In the late 19th century and at the start of the 20th century, a person who operated such a device was sometimes called a typewriter but it then became more common to call the person a typist.
For much of the 20th century, typewriters were indispensable tools in business offices and for many (if not all) professional writers. By the 1980s, however, word processor applications on personal computers largely overtook the tasks previously accomplished with typewriters. However, typewriters are still popular in the developing world and among some niche markets.
As of 2006, the following companies manufacture typewriters and accessories: Smith-Corona, Olivetti, Adler-Royal, Olympia, Brother, and Nakajima. Olivetti is the only western company to currently manufacture manual typewriters. All other current models are electronic.

Early innovations
By about 1920, the "manual" or "mechanical" typewriter had reached a more or less standardized design. There were minor variations from one manufacturer to another, but most typewriters followed the design noted below:
Each key was attached to a typebar that had the corresponding letter molded into its other end. When a key was struck briskly and firmly, the typebar hit a ribbon (usually made of inked fabric) stretched in front of a cylindrical platen that moved back and forth. The paper was rolled around by the typewriter's platen, which was then rotated by a lever (the "carriage return" lever at the far left) to each new line of text. Some ribbons were inked in black and red, each a stripe half the width and the entire length of the ribbon. A lever on most machines allowed switching between colors for typing bookkeeping entries, where negative amounts had to be in red.
In the 1940s, a silent typewriter was marketed, but it failed, leading some observers to the conclusion that the clickety-clack of the typical typewriter was a consumer preference.

Though electric typewriters would not achieve widespread popularity until nearly a century later, the basic groundwork for the electric typewriter was laid by the Universal Stock Ticker, invented by Thomas Edison in 1870. This device remotely printed letters and numbers on a stream of paper tape from input generated by a specially designed typewriter at the other end of a telegraph line.
The first electric typewriter was produced by the Blickensderfer Manufacturing Company, of Stamford, Connecticut, in 1902. While never marketed commercially, this was the first known typewriter to use a typewheel rather than individual typebars, although the element was cylindrical rather than ball-shaped.
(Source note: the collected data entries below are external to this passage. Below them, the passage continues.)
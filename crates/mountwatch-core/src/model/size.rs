/// Size formatting utilities: human-readable byte counts.
///
/// All internal sizes are `u64` bytes. Floating point is only used
/// at the display-formatting boundary.

const UNIT: u64 = 1024;

/// Binary-prefixed units above plain bytes. Nothing larger than TiB is
/// used; bigger values are shown as thousands of TiB.
const UNITS: [&str; 4] = ["KiB", "MiB", "GiB", "TiB"];

/// Format a byte count into a human-readable string.
///
/// Below 1024 bytes the exact integer is shown (`"1023 B"`). From 1024
/// upwards the value is divided by 1024 until it drops below 1024 (or the
/// TiB unit is reached) and printed with two decimals (`"1.50 KiB"`).
pub fn format_size(bytes: u64) -> String {
    if bytes < UNIT {
        return format!("{bytes} B");
    }

    let mut value = bytes as f64 / UNIT as f64;
    let mut unit = 0;
    while value >= UNIT as f64 && unit < UNITS.len() - 1 {
        value /= UNIT as f64;
        unit += 1;
    }

    format!("{value:.2} {}", UNITS[unit])
}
The next step in the development of the electric typewriter came in 1909, when Charles and Howard Krum file a patent for the first practical teletype machine in 1909. The Krums' machine also used a typewheel rather than individual typebars. While innovative, neither of these machines reached the business or personal consumer.
Electrical typewriter designs removed the direct mechanical connection between the keys and the element that struck the paper. Not to be confused with later electronic typewriters, electric typewriters contained only a single electrical component: the motor. Where the keystroke had previously moved a typebar directly, now it engaged mechanical linkages that directed mechanical power from the motor into the typebar. This was also true of the forthcoming IBM Selectric.
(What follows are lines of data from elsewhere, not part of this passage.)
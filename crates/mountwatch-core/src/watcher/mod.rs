/// The platform-neutral watcher interface.
///
/// Exactly one implementation is compiled per target (see
/// [`crate::platform`]). The consumer reads the current snapshot with
/// [`Watcher::mounts`], starts change detection with [`Watcher::watch`],
/// and selects over the two receivers:
///
/// ```ignore
/// let watcher = mountwatch_core::new_watcher()?;
/// watcher.watch()?;
/// crossbeam_channel::select! {
///     recv(watcher.events()) -> _ => { let now = watcher.mounts(); /* diff */ }
///     recv(watcher.errors()) -> err => { /* terminal */ }
/// }
/// ```
#[cfg_attr(
    not(any(target_os = "linux", target_os = "android")),
    allow(dead_code)
)]
pub(crate) mod worker;

use crate::error::MountError;
use crate::model::Snapshot;
use crossbeam_channel::Receiver;
use parking_lot::RwLock;
use std::sync::Arc;

/// Name given to the background detection thread.
pub const WATCHER_THREAD_NAME: &str = "mountwatch-watcher";

pub trait Watcher: Send + Sync {
    /// The most recently captured snapshot. Never blocks on the background
    /// loop; a concurrent re-read is seen either completely or not at all.
    fn mounts(&self) -> Arc<Snapshot>;

    /// Start the background detection loop.
    ///
    /// Returns [`MountError::WatchUnsupported`] without starting anything
    /// when the platform has no change notification, and
    /// [`MountError::AlreadyWatching`] on a second call.
    fn watch(&self) -> Result<(), MountError>;

    /// Fires once per detected change, without payload. Sends are
    /// rendezvous: the loop does not read ahead of the consumer.
    fn events(&self) -> Receiver<()>;

    /// Fires at most once with the error that ended the loop. Both
    /// receivers report disconnection afterwards.
    fn errors(&self) -> Receiver<MountError>;

    /// Ask the background loop to exit and wait until it has. Both
    /// receivers are disconnected once this returns. Idempotent.
    fn stop(&self);
}

/// Holder of the current snapshot. Replacement swaps the whole `Arc`
/// under a short write lock; readers clone the `Arc` under a read lock.
#[derive(Debug, Default)]
pub(crate) struct SnapshotCell {
    current: RwLock<Arc<Snapshot>>,
}

impl SnapshotCell {
    pub(crate) fn new(snapshot: Snapshot) -> Self {
        Self {
            current: RwLock::new(Arc::new(snapshot)),
        }
    }

    pub(crate) fn load(&self) -> Arc<Snapshot> {
        self.current.read().clone()
    }

    pub(crate) fn replace(&self, snapshot: Snapshot) {
        *self.current.write() = Arc::new(snapshot);
    }
}
/// Capacity probe backed by `statfs(2)`.
use crate::error::MountError;
use crate::model::Capacity;
use crate::probe::CapacityProbe;
use nix::sys::statfs::statfs;
use std::io;
use std::path::Path;

#[derive(Debug, Clone, Copy, Default)]
pub struct StatfsProbe;

impl CapacityProbe for StatfsProbe {
    fn probe(&self, mount_point: &Path) -> Result<Capacity, MountError> {
        let stat = statfs(mount_point).map_err(|errno| MountError::Probe {
            mount_point: mount_point.to_path_buf(),
            source: io::Error::from(errno),
        })?;

        Ok(Capacity {
            block_size: stat.block_size() as i64,
            total_blocks: stat.blocks() as u64,
            available_blocks: stat.blocks_available() as u64,
        })
    }
}
/// Platform-specific functionality: one mount-table source and watcher
/// per OS family, chosen at compile time.
///
/// - Linux family: `/proc/mounts` + `statfs`, watched with `poll(2)`.
/// - Windows: volume enumeration + `GetDiskFreeSpaceW`, no watching.
use crate::error::MountError;

#[cfg(any(target_os = "linux", target_os = "android"))]
pub mod linux;
#[cfg(windows)]
pub mod win32;

#[cfg(any(target_os = "linux", target_os = "android"))]
pub use linux::{LinuxWatcher as PlatformWatcher, StatfsProbe as PlatformProbe};
#[cfg(windows)]
pub use win32::{DiskFreeSpaceProbe as PlatformProbe, WindowsWatcher as PlatformWatcher};

#[cfg(not(any(target_os = "linux", target_os = "android", windows)))]
compile_error!("mountwatch supports Linux-family and Windows targets only");

/// Build this platform's watcher with its default mount-table source.
pub fn new_watcher() -> Result<PlatformWatcher, MountError> {
    PlatformWatcher::new()
}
IBM and Remington Rand electric typewriters were the leading models until IBM introduced the IBM Selectric typewriter, which replaced the typebars with a spherical typeball (more correctly, "element"), slightly larger than a golf ball, with the letters molded on its surface. The Selectric used a system of latches, metal tapes, and pulleys driven by an electric motor to rotate the ball into the correct position and then strike it against the ribbon and platen. The typeball moved laterally in front of the paper instead of the former platen-carrying carriage moving the paper across a stationary print position.
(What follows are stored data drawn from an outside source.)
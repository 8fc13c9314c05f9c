/// View state: the consumer side of the watcher contract.
///
/// Holds the last reconciled snapshot and the tabs built from it. Each
/// change notification makes it fetch the watcher's current snapshot, diff
/// it against the previous one, and apply the resulting events to the
/// tabs. The error channel is terminal: once it fires (or both channels
/// disconnect) no further events are expected.
use crate::tabs::MountTabs;
use crossbeam_channel::{select, Receiver, TryRecvError};
use mountwatch_core::{diff, MountError, MountEvent, Snapshot, Watcher};
use std::sync::Arc;
use std::time::Duration;
use tracing::{error, info};

/// Maximum notifications handled per [`MountView::process_watcher_messages`]
/// call, so a frame-driven frontend never stalls on a burst.
pub const MAX_MESSAGES_PER_FRAME: usize = 32;

/// Lifecycle of the watcher as seen by the view.
#[derive(Debug, Clone, Copy, PartialEq, Eq)]
pub enum WatchPhase {
    /// Constructed; `start_watching` not called yet.
    Idle,
    /// The background loop is running.
    Watching,
    /// The platform cannot watch; the initial tabs are all there is.
    Unsupported,
    /// The watcher reported a terminal error.
    Failed,
    /// The watcher was stopped.
    Stopped,
}

pub struct MountView<W: Watcher> {
    watcher: W,
    mounts: Arc<Snapshot>,
    tabs: MountTabs,
    phase: WatchPhase,
    last_error: Option<String>,
    events: Receiver<()>,
    errors: Receiver<MountError>,
}

impl<W: Watcher> MountView<W> {
    /// Build tabs from the watcher's current snapshot.
    pub fn new(watcher: W) -> Self {
        let mounts = watcher.mounts();
        let tabs = MountTabs::from_snapshot(&mounts);
        let events = watcher.events();
        let errors = watcher.errors();

        Self {
            watcher,
            mounts,
            tabs,
            phase: WatchPhase::Idle,
            last_error: None,
            events,
            errors,
        }
    }

    /// Start the watcher's background loop.
    ///
    /// On an unsupported platform the phase becomes
    /// [`WatchPhase::Unsupported`] and the error is returned so the caller
    /// can tell the user; the tabs stay valid.
    pub fn start_watching(&mut self) -> Result<(), MountError> {
        match self.watcher.watch() {
            Ok(()) => {
                self.phase = WatchPhase::Watching;
                Ok(())
            }
            Err(e) if e.is_unsupported() => {
                info!("mount change notification unavailable on this platform");
                self.phase = WatchPhase::Unsupported;
                Err(e)
            }
            Err(e) => {
                self.record_failure(&e);
                Err(e)
            }
        }
    }

    /// Drain pending notifications without blocking.
    ///
    /// Returns the events applied to the tabs, in order.
    pub fn process_watcher_messages(&mut self) -> Vec<MountEvent> {
        let mut applied = Vec::new();
        if self.phase != WatchPhase::Watching {
            return applied;
        }

        for _ in 0..MAX_MESSAGES_PER_FRAME {
            match self.errors.try_recv() {
                Ok(e) => {
                    self.record_failure(&e);
                    return applied;
                }
                Err(TryRecvError::Disconnected) => {
                    self.phase = WatchPhase::Stopped;
                    return applied;
                }
                Err(TryRecvError::Empty) => {}
            }

            match self.events.try_recv() {
                Ok(()) => applied.extend(self.resync()),
                Err(TryRecvError::Empty) => break,
                Err(TryRecvError::Disconnected) => {
                    self.phase = WatchPhase::Stopped;
                    break;
                }
            }
        }
        applied
    }

    /// Block until the next notification or error, or until `timeout`
    /// passes (`None` waits indefinitely).
    ///
    /// Returns the events applied to the tabs; empty on timeout, error or
    /// shutdown.
    pub fn wait_for_change(&mut self, timeout: Option<Duration>) -> Vec<MountEvent> {
        if self.phase != WatchPhase::Watching {
            return Vec::new();
        }

        let events = self.events.clone();
        let errors = self.errors.clone();
        let outcome = match timeout {
            Some(timeout) => select! {
                recv(events) -> msg => Some(msg.map_err(|_| None)),
                recv(errors) -> err => Some(Err(err.ok())),
                default(timeout) => None,
            },
            None => select! {
                recv(events) -> msg => Some(msg.map_err(|_| None)),
                recv(errors) -> err => Some(Err(err.ok())),
            },
        };

        match outcome {
            None => Vec::new(),
            Some(Ok(())) => self.resync(),
            Some(Err(Some(e))) => {
                self.record_failure(&e);
                Vec::new()
            }
            Some(Err(None)) => {
                self.phase = WatchPhase::Stopped;
                Vec::new()
            }
        }
    }

    /// Reconcile the tabs against the watcher's current snapshot.
    ///
    /// Called for every notification; also usable on platforms without
    /// notifications after re-reading the mount table by other means.
    pub fn resync(&mut self) -> Vec<MountEvent> {
        let next = self.watcher.mounts();
        let events = diff(&self.mounts, &next);
        for event in &events {
            self.tabs.apply(event);
        }
        if !events.is_empty() {
            info!(changes = events.len(), mounts = next.len(), "mount tabs updated");
        }
        self.mounts = next;
        events
    }

    /// Stop the watcher and wait for its loop to exit.
    pub fn stop(&mut self) {
        self.watcher.stop();
        if self.phase == WatchPhase::Watching {
            self.phase = WatchPhase::Stopped;
        }
    }

    fn record_failure(&mut self, e: &MountError) {
        error!(error = %e, "mount watcher failed");
        self.last_error = Some(e.to_string());
        self.phase = WatchPhase::Failed;
    }

    /// `true` while notifications can still arrive.
    pub fn is_active(&self) -> bool {
        self.phase == WatchPhase::Watching
    }

    pub fn phase(&self) -> WatchPhase {
        self.phase
    }

    pub fn last_error(&self) -> Option<&str> {
        self.last_error.as_deref()
    }

    pub fn tabs(&self) -> &MountTabs {
        &self.tabs
    }

    pub fn mounts(&self) -> &Snapshot {
        &self.mounts
    }

    pub fn watcher(&self) -> &W {
        &self.watcher
    }
}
The typeball design had many advantages, especially in eliminating of "jams" when more than one key was struck at once, and in the ability to change the typeball, allowing multiple fonts to be used in a single document. Selectric mechanisms were widely incorporated into computer terminals in the 1970s, because the typing mechanism was reasonably fast and jam-free; could produce very high quality output compared to competitors such as Teletype machines, could be initiated by a short, low-force mechanical action; did not require the movement of a heavy "type basket" in order to shift between lower- and upper-case; and did not require the platen roller assembly to move from side to side (which would be a problem with continuous-feed paper). The IBM 2741 terminal was a very popular example of a Selectric-based computer terminal, and similar mechanisms were employed as the console devices for many IBM System/360 computers. These mechanisms did use "ruggedized" designs compared to those in standard commercial typewriters.
IBM also gained an advantage by marketing more heavily to schools than Remington, with the idea being that students who learned to type on an IBM Electric would later choose IBM typewriters over the competition in the workplace as businesses replaced their old manual models.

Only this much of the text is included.